Too compact and explosive off the dribble to be slowed down by the Blue Hens’ defense, the Jayhawks’ 5-foot-4 captain from Tahlequah, Okla., engineered her team’s second straight NCAA Tournament upset, leading the Kansas women’s basketball team to a 70-64 victory and a spot in the Sweet 16.
Cool and calm throughout the second-round victory, Goodrich saw the offensive end with absolute clarity, reading the defense and punishing the Blue Hens for whatever openings they allowed her, whether that be a driving lane, a passing angle or an open three-pointer.
Goodrich went 12-for-21 from the field with 27 points, three three-pointers and six assists. That was clear to everyone, including the Twitter-verse, where “Angel” was a trending topic. Not that the instant fame impressed Goodrich.

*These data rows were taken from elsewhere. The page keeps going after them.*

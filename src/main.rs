//! Cursor Gravity
//!
//! Particles drawn straight to the window, attracted to the cursor.

use cursor_gravity::Variant;

fn main() {
    // Initialize logger (RUST_LOG=debug for the per-second frame report)
    env_logger::Builder::from_env(env_logger::Env::default().default_filter_or("info")).init();

    log::info!("Starting cursor gravity simulation...");

    if let Err(e) = cursor_gravity::run(Variant::Direct) {
        log::error!("Event loop error: {}", e);
        std::process::exit(1);
    }
}
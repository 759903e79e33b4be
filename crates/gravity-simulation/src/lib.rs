//! # Gravity Simulation Engine
//!
//! GPU particle integration with double-buffered state, advanced one step per
//! frame by a compute shader.

pub mod error;
pub mod params;
pub mod simulation;

pub use error::*;
pub use params::*;
pub use simulation::*;
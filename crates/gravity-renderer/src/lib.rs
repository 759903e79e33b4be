//! # Gravity Renderer
//!
//! Point rendering for the particle state buffers, plus the offscreen target and
//! full-screen present pass used by the composited variant.

pub mod offscreen;
pub mod point_renderer;
pub mod present;

pub use offscreen::*;
pub use point_renderer::*;
pub use present::*;

/// Background colour for every frame
pub const CLEAR_COLOR: wgpu::Color = wgpu::Color::BLACK;
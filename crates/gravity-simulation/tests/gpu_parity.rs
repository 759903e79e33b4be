//! GPU vs CPU parity
//!
//! Runs the compute integrator and the CPU reference side by side and compares the read-back
//! state. Gated behind `--features gpu-tests`; skips quietly when no adapter is available.

#![cfg(feature = "gpu-tests")]

use glam::Vec2;
use gravity_physics::{seed_particles, CpuSimulation, Particle, BOUND, PARTICLE_COUNT};
use gravity_simulation::{request_device, ParticleSimulation};
use rand::rngs::StdRng;
use rand::SeedableRng;

const TOLERANCE: f32 = 1e-4;

fn headless_device() -> Option<(wgpu::Device, wgpu::Queue)> {
    let instance = wgpu::Instance::new(&wgpu::InstanceDescriptor::default());
    let adapter = pollster::block_on(instance.request_adapter(&wgpu::RequestAdapterOptions {
        power_preference: wgpu::PowerPreference::HighPerformance,
        compatible_surface: None,
        force_fallback_adapter: false,
    }))
    .ok()?;
    pollster::block_on(request_device(&adapter)).ok()
}

fn assert_close(gpu: &[Particle], cpu: &[Particle]) {
    assert_eq!(gpu.len(), cpu.len());
    for (i, (g, c)) in gpu.iter().zip(cpu).enumerate() {
        let dp = (g.position() - c.position()).abs().max_element();
        let dv = (g.velocity() - c.velocity()).abs().max_element();
        assert!(
            dp < TOLERANCE && dv < TOLERANCE,
            "particle {}: gpu {:?} vs cpu {:?}",
            i,
            g,
            c
        );
    }
}

#[test]
fn seed_is_readable_before_any_step() {
    let Some((device, queue)) = headless_device() else {
        eprintln!("no GPU adapter, skipping");
        return;
    };

    let seed = seed_particles(&mut StdRng::seed_from_u64(1), PARTICLE_COUNT, BOUND);
    let sim = ParticleSimulation::new(device, queue, &seed);

    assert_eq!(sim.read_current().expect("read back"), seed);
}

#[test]
fn gpu_matches_cpu_over_many_frames() {
    let Some((device, queue)) = headless_device() else {
        eprintln!("no GPU adapter, skipping");
        return;
    };

    let seed = seed_particles(&mut StdRng::seed_from_u64(3), PARTICLE_COUNT, BOUND);
    let mut gpu = ParticleSimulation::new(device, queue, &seed);
    let mut cpu = CpuSimulation::new(&seed);

    let sources = [
        Vec2::new(0.0, 0.0),
        Vec2::new(0.5, -0.5),
        Vec2::new(-0.9, 0.9),
    ];

    for frame in 0..12 {
        let source = sources[frame % sources.len()];
        let dt = 1.0 / 60.0;
        gpu.step(source, dt);
        cpu.step(source, dt);
    }

    assert_eq!(gpu.roles(), cpu.roles());
    let state = gpu.read_current().expect("read back");
    assert!(state.iter().all(Particle::is_finite));
    assert_close(&state, cpu.particles());
}

#[test]
fn dt_zero_leaves_state_unchanged_on_gpu() {
    let Some((device, queue)) = headless_device() else {
        eprintln!("no GPU adapter, skipping");
        return;
    };

    let seed = seed_particles(&mut StdRng::seed_from_u64(5), PARTICLE_COUNT, BOUND);
    let mut sim = ParticleSimulation::new(device, queue, &seed);

    sim.step(Vec2::new(0.3, 0.3), 0.0);

    assert_eq!(sim.roles().current(), 1);
    assert_close(&sim.read_current().expect("read back"), &seed);
}

#[test]
fn particle_on_source_stays_finite_on_gpu() {
    let Some((device, queue)) = headless_device() else {
        eprintln!("no GPU adapter, skipping");
        return;
    };

    let source = Vec2::new(0.25, -0.5);
    let seed = vec![Particle::new(source, Vec2::new(0.1, 0.0)); PARTICLE_COUNT];
    let mut sim = ParticleSimulation::new(device, queue, &seed);

    sim.step(source, 1.0 / 60.0);

    let state = sim.read_current().expect("read back");
    assert!(state.iter().all(Particle::is_finite));
    // No force on the source itself: velocity carries over
    assert!(state.iter().all(|p| p.velocity == [0.1, 0.0]));
}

“I didn’t know what trending meant,” she said with a huge smile.
…Next up for Kansas is an 11 a.m. match-up on Saturday with Tennessee in Des Moines, Iowa. The game will be televised on ESPN.
LJW
KU’s Angel in the backcourt had the audience she deserved Tuesday, when she treated ESPN2 viewers to her vast array of basketball skills in a 70-64 upset victory against No. 3 Delaware.

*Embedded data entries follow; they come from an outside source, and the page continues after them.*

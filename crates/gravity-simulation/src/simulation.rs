//! GPU-based particle simulation manager
//!
//! NOTE: Two state buffers ping-pong every frame. Bind group `i` reads buffer `i` and writes
//! buffer `1 - i`, so picking the bind group by `roles.current()` is all it takes to keep the
//! single-writer/single-reader rule. Queue ordering guarantees the write is finished before the
//! next frame reads it.

use std::sync::mpsc;

use glam::Vec2;
use gravity_physics::{BufferRoles, Particle};
use wgpu::util::DeviceExt;

use crate::{GpuError, IntegratorParams};

/// Threads per workgroup, must match `@workgroup_size` in `integrate.wgsl`
const WORKGROUP_SIZE: u32 = 64;

/// Request a device and queue with default limits
pub async fn request_device(adapter: &wgpu::Adapter) -> Result<(wgpu::Device, wgpu::Queue), GpuError> {
    let (device, queue) = adapter
        .request_device(&wgpu::DeviceDescriptor {
            label: Some("Device"),
            required_features: wgpu::Features::empty(),
            required_limits: wgpu::Limits::default(),
            memory_hints: wgpu::MemoryHints::default(),
            experimental_features: wgpu::ExperimentalFeatures::default(),
            trace: wgpu::Trace::Off,
        })
        .await?;
    Ok((device, queue))
}

/// GPU-based cursor gravity simulation
pub struct ParticleSimulation {
    device: wgpu::Device,
    queue: wgpu::Queue,

    // Buffers
    state_buffers: [wgpu::Buffer; 2],
    params_buffer: wgpu::Buffer,
    staging_buffer: wgpu::Buffer,

    // Compute pipeline
    integrate_pipeline: wgpu::ComputePipeline,

    // Bind groups, indexed by the buffer being read
    integrate_bind_groups: [wgpu::BindGroup; 2],

    params: IntegratorParams,
    roles: BufferRoles,
    particle_count: u32,
}

impl ParticleSimulation {
    pub fn new(device: wgpu::Device, queue: wgpu::Queue, particles: &[Particle]) -> Self {
        log::info!("Initializing ParticleSimulation...");
        let particle_count = particles.len() as u32;
        let state_size = std::mem::size_of_val(particles) as u64;

        let usage = wgpu::BufferUsages::STORAGE
            | wgpu::BufferUsages::COPY_DST
            | wgpu::BufferUsages::COPY_SRC;

        // Buffer 0 carries the seed; buffer 1 is only ever read after the first step writes it
        let seeded_buffer = device.create_buffer_init(&wgpu::util::BufferInitDescriptor {
            label: Some("State Buffer 0"),
            contents: bytemuck::cast_slice(particles),
            usage,
        });
        let feedback_buffer = device.create_buffer(&wgpu::BufferDescriptor {
            label: Some("State Buffer 1"),
            size: state_size,
            usage,
            mapped_at_creation: false,
        });
        let state_buffers = [seeded_buffer, feedback_buffer];

        let params = IntegratorParams {
            particle_count,
            ..IntegratorParams::default()
        };
        let params_buffer = device.create_buffer_init(&wgpu::util::BufferInitDescriptor {
            label: Some("Integrator Params Buffer"),
            contents: bytemuck::cast_slice(&[params]),
            usage: wgpu::BufferUsages::UNIFORM | wgpu::BufferUsages::COPY_DST,
        });

        let staging_buffer = device.create_buffer(&wgpu::BufferDescriptor {
            label: Some("State Staging Buffer"),
            size: state_size,
            usage: wgpu::BufferUsages::MAP_READ | wgpu::BufferUsages::COPY_DST,
            mapped_at_creation: false,
        });

        log::info!("Buffers created");

        let integrate_shader = device.create_shader_module(wgpu::ShaderModuleDescriptor {
            label: Some("Integration Compute Shader"),
            source: wgpu::ShaderSource::Wgsl(include_str!("shaders/integrate.wgsl").into()),
        });

        let integrate_bind_group_layout =
            device.create_bind_group_layout(&wgpu::BindGroupLayoutDescriptor {
                label: Some("Integration Bind Group Layout"),
                entries: &[
                    // Current state (read)
                    wgpu::BindGroupLayoutEntry {
                        binding: 0,
                        visibility: wgpu::ShaderStages::COMPUTE,
                        ty: wgpu::BindingType::Buffer {
                            ty: wgpu::BufferBindingType::Storage { read_only: true },
                            has_dynamic_offset: false,
                            min_binding_size: None,
                        },
                        count: None,
                    },
                    // Next state (write)
                    wgpu::BindGroupLayoutEntry {
                        binding: 1,
                        visibility: wgpu::ShaderStages::COMPUTE,
                        ty: wgpu::BindingType::Buffer {
                            ty: wgpu::BufferBindingType::Storage { read_only: false },
                            has_dynamic_offset: false,
                            min_binding_size: None,
                        },
                        count: None,
                    },
                    wgpu::BindGroupLayoutEntry {
                        binding: 2,
                        visibility: wgpu::ShaderStages::COMPUTE,
                        ty: wgpu::BindingType::Buffer {
                            ty: wgpu::BufferBindingType::Uniform,
                            has_dynamic_offset: false,
                            min_binding_size: None,
                        },
                        count: None,
                    },
                ],
            });

        log::debug!("Creating integrate pipeline layout...");
        let integrate_pipeline_layout =
            device.create_pipeline_layout(&wgpu::PipelineLayoutDescriptor {
                label: Some("Integration Pipeline Layout"),
                bind_group_layouts: &[&integrate_bind_group_layout],
                push_constant_ranges: &[],
            });

        log::debug!("Creating integrate pipeline...");
        let integrate_pipeline = device.create_compute_pipeline(&wgpu::ComputePipelineDescriptor {
            label: Some("Integration Pipeline"),
            layout: Some(&integrate_pipeline_layout),
            module: &integrate_shader,
            entry_point: Some("main"),
            compilation_options: Default::default(),
            cache: None,
        });

        let make_bind_group = |label: &str, read: &wgpu::Buffer, write: &wgpu::Buffer| {
            device.create_bind_group(&wgpu::BindGroupDescriptor {
                label: Some(label),
                layout: &integrate_bind_group_layout,
                entries: &[
                    wgpu::BindGroupEntry {
                        binding: 0,
                        resource: read.as_entire_binding(),
                    },
                    wgpu::BindGroupEntry {
                        binding: 1,
                        resource: write.as_entire_binding(),
                    },
                    wgpu::BindGroupEntry {
                        binding: 2,
                        resource: params_buffer.as_entire_binding(),
                    },
                ],
            })
        };
        let integrate_bind_groups = [
            make_bind_group("Integration Bind Group 0 -> 1", &state_buffers[0], &state_buffers[1]),
            make_bind_group("Integration Bind Group 1 -> 0", &state_buffers[1], &state_buffers[0]),
        ];

        log::info!("Pipelines created");

        Self {
            device,
            queue,
            state_buffers,
            params_buffer,
            staging_buffer,
            integrate_pipeline,
            integrate_bind_groups,
            params,
            roles: BufferRoles::default(),
            particle_count,
        }
    }

    /// Record one integration step (current -> next) into `encoder`
    ///
    /// The uniform upload is queued immediately and lands before `encoder` is submitted.
    pub fn encode_step(&self, encoder: &mut wgpu::CommandEncoder, source: Vec2, dt: f32) {
        let params = self.params.with_frame(source, dt);
        self.queue
            .write_buffer(&self.params_buffer, 0, bytemuck::cast_slice(&[params]));

        let workgroup_count = self.particle_count.div_ceil(WORKGROUP_SIZE);

        let mut compute_pass = encoder.begin_compute_pass(&wgpu::ComputePassDescriptor {
            label: Some("Integration Compute Pass"),
            timestamp_writes: None,
        });
        compute_pass.set_pipeline(&self.integrate_pipeline);
        compute_pass.set_bind_group(0, &self.integrate_bind_groups[self.roles.current()], &[]);
        compute_pass.dispatch_workgroups(workgroup_count, 1, 1);
    }

    /// Step the simulation forward by one timestep and swap buffer roles
    pub fn step(&mut self, source: Vec2, dt: f32) {
        let mut encoder = self
            .device
            .create_command_encoder(&wgpu::CommandEncoderDescriptor {
                label: Some("Simulation Encoder"),
            });
        self.encode_step(&mut encoder, source, dt);
        self.queue.submit(std::iter::once(encoder.finish()));
        self.swap_buffers();
    }

    /// Make the buffer written by the last step the one read by the next
    pub fn swap_buffers(&mut self) {
        self.roles.swap();
    }

    /// Buffer the next step reads (and the frame draws from)
    pub fn current_buffer(&self) -> &wgpu::Buffer {
        &self.state_buffers[self.roles.current()]
    }

    pub fn roles(&self) -> BufferRoles {
        self.roles
    }

    pub fn particle_count(&self) -> u32 {
        self.particle_count
    }

    /// Copy the current state back to the host (blocking)
    pub fn read_current(&self) -> Result<Vec<Particle>, GpuError> {
        self.read_state(self.roles.current())
    }

    /// Copy state buffer `index` back to the host (blocking)
    pub fn read_state(&self, index: usize) -> Result<Vec<Particle>, GpuError> {
        let size = self.staging_buffer.size();

        let mut encoder = self
            .device
            .create_command_encoder(&wgpu::CommandEncoderDescriptor {
                label: Some("State Readback Encoder"),
            });
        encoder.copy_buffer_to_buffer(&self.state_buffers[index], 0, &self.staging_buffer, 0, size);
        self.queue.submit(std::iter::once(encoder.finish()));

        let slice = self.staging_buffer.slice(..);
        let (sender, receiver) = mpsc::channel();
        slice.map_async(wgpu::MapMode::Read, move |result| {
            let _ = sender.send(result);
        });
        self.device
            .poll(wgpu::PollType::Wait {
                submission_index: None,
                timeout: None,
            })
            .map_err(|e| GpuError::BufferMapping(e.to_string()))?;
        receiver
            .recv()
            .map_err(|e| GpuError::BufferMapping(e.to_string()))??;

        let particles = {
            let data = slice.get_mapped_range();
            bytemuck::cast_slice::<u8, Particle>(&data).to_vec()
        };
        self.staging_buffer.unmap();

        Ok(particles)
    }
}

…She hit three-pointers. She threaded no-look passes to precise targets. She drove to the hoop and fearlessly kissed shots off the glass as if she were a foot taller. She led ESPN.com and ESPN’s SportsCenter. She handled her postgame interview with Holly Rowe as if she had spent as much time on national TV as Katie Couric. She trended on Twitter. Repeat: Angel Goodrich trended on Twitter.
Angel’s killer smile reached all the way from Little Rock, Ark., to her hometown of Tahlequah, Okla., to right here in Lawrence.

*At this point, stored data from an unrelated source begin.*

//! Error types for GPU setup and read-back.

use std::fmt;

/// Errors that can occur while bringing up or talking to the GPU.
#[derive(Debug)]
pub enum GpuError {
    /// Failed to create a surface for the window.
    SurfaceCreation(wgpu::CreateSurfaceError),
    /// No compatible GPU adapter found.
    NoAdapter(wgpu::RequestAdapterError),
    /// Failed to create GPU device.
    DeviceCreation(wgpu::RequestDeviceError),
    /// Failed to map a buffer for reading.
    BufferMapping(String),
}

impl fmt::Display for GpuError {
    fn fmt(&self, f: &mut fmt::Formatter<'_>) -> fmt::Result {
        match self {
            GpuError::SurfaceCreation(e) => write!(f, "Failed to create GPU surface: {}", e),
            GpuError::NoAdapter(e) => write!(f, "No compatible GPU adapter found: {}", e),
            GpuError::DeviceCreation(e) => write!(f, "Failed to create GPU device: {}", e),
            GpuError::BufferMapping(msg) => write!(f, "Failed to map GPU buffer: {}", msg),
        }
    }
}

impl std::error::Error for GpuError {
    fn source(&self) -> Option<&(dyn std::error::Error + 'static)> {
        match self {
            GpuError::SurfaceCreation(e) => Some(e),
            GpuError::NoAdapter(e) => Some(e),
            GpuError::DeviceCreation(e) => Some(e),
            GpuError::BufferMapping(_) => None,
        }
    }
}

impl From<wgpu::CreateSurfaceError> for GpuError {
    fn from(e: wgpu::CreateSurfaceError) -> Self {
        GpuError::SurfaceCreation(e)
    }
}

impl From<wgpu::RequestAdapterError> for GpuError {
    fn from(e: wgpu::RequestAdapterError) -> Self {
        GpuError::NoAdapter(e)
    }
}

impl From<wgpu::RequestDeviceError> for GpuError {
    fn from(e: wgpu::RequestDeviceError) -> Self {
        GpuError::DeviceCreation(e)
    }
}

impl From<wgpu::BufferAsyncError> for GpuError {
    fn from(e: wgpu::BufferAsyncError) -> Self {
        GpuError::BufferMapping(e.to_string())
    }
}
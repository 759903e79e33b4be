//! Particle record and initial seeding

use bytemuck::{Pod, Zeroable};
use glam::Vec2;
use rand::Rng;

/// GPU-compatible particle structure
/// Layout matches the WGSL `Particle` struct (two vec2<f32>, 16 bytes)
#[repr(C)]
#[derive(Clone, Copy, Debug, Default, PartialEq, Pod, Zeroable)]
pub struct Particle {
    /// Position in normalized device coordinates
    pub position: [f32; 2],
    /// Velocity in NDC units per second
    pub velocity: [f32; 2],
}

impl Particle {
    pub fn new(position: Vec2, velocity: Vec2) -> Self {
        Self {
            position: position.to_array(),
            velocity: velocity.to_array(),
        }
    }

    /// A particle at rest
    pub fn at_rest(position: Vec2) -> Self {
        Self::new(position, Vec2::ZERO)
    }

    pub fn position(&self) -> Vec2 {
        Vec2::from_array(self.position)
    }

    pub fn velocity(&self) -> Vec2 {
        Vec2::from_array(self.velocity)
    }

    pub fn is_finite(&self) -> bool {
        self.position().is_finite() && self.velocity().is_finite()
    }
}

/// Seed `count` particles uniformly in [-bound, bound]² with zero velocity
pub fn seed_particles<R: Rng + ?Sized>(rng: &mut R, count: usize, bound: f32) -> Vec<Particle> {
    (0..count)
        .map(|_| {
            let x = rng.random_range(-bound..=bound);
            let y = rng.random_range(-bound..=bound);
            Particle::at_rest(Vec2::new(x, y))
        })
        .collect()
}

#[cfg(test)]
mod tests {
    use super::*;
    use crate::constants::{BOUND, PARTICLE_COUNT};
    use rand::rngs::StdRng;
    use rand::SeedableRng;

    #[test]
    fn test_particle_is_16_bytes() {
        assert_eq!(std::mem::size_of::<Particle>(), 16);
    }

    #[test]
    fn test_seed_within_bounds_and_at_rest() {
        let mut rng = StdRng::seed_from_u64(7);
        let particles = seed_particles(&mut rng, PARTICLE_COUNT, BOUND);

        assert_eq!(particles.len(), PARTICLE_COUNT);
        for p in &particles {
            assert!(p.position[0].abs() <= BOUND);
            assert!(p.position[1].abs() <= BOUND);
            assert_eq!(p.velocity, [0.0, 0.0]);
        }
    }

    #[test]
    fn test_seed_is_deterministic_for_seeded_rng() {
        let a = seed_particles(&mut StdRng::seed_from_u64(42), 8, BOUND);
        let b = seed_particles(&mut StdRng::seed_from_u64(42), 8, BOUND);
        assert_eq!(a, b);
    }

    #[test]
    fn test_cast_slice_preserves_layout() {
        let particles = [Particle::new(Vec2::new(1.0, 2.0), Vec2::new(3.0, 4.0))];
        let floats: &[f32] = bytemuck::cast_slice(&particles);
        assert_eq!(floats, &[1.0, 2.0, 3.0, 4.0]);
    }
}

Goodrich arrived at Kansas on the shy side and had to endure surgeries to repair a torn ACL on each knee. And look at her now.
On a night two saints (St. Bonaventure and St. John’s) and an Angel played their way into the Sweet 16, it was Goodrich who captured America’s imagination. Repeat: Angel Goodrich trended on Twitter.
“The best player on the floor has been the littlest: Angel Goodrich,” ESPN color commentator Fran Fraschilla said as Goodrich was driving the Jayhawks all the way to Des Moines.
LJW
Goodrich had plenty of help from a Kansas defense that harassed Delle Donne throughout. The Jayhawks swarmed the 6-foot-5 junior, double- and triple-teaming her at times as they did their best to keep her from finding a comfort zone.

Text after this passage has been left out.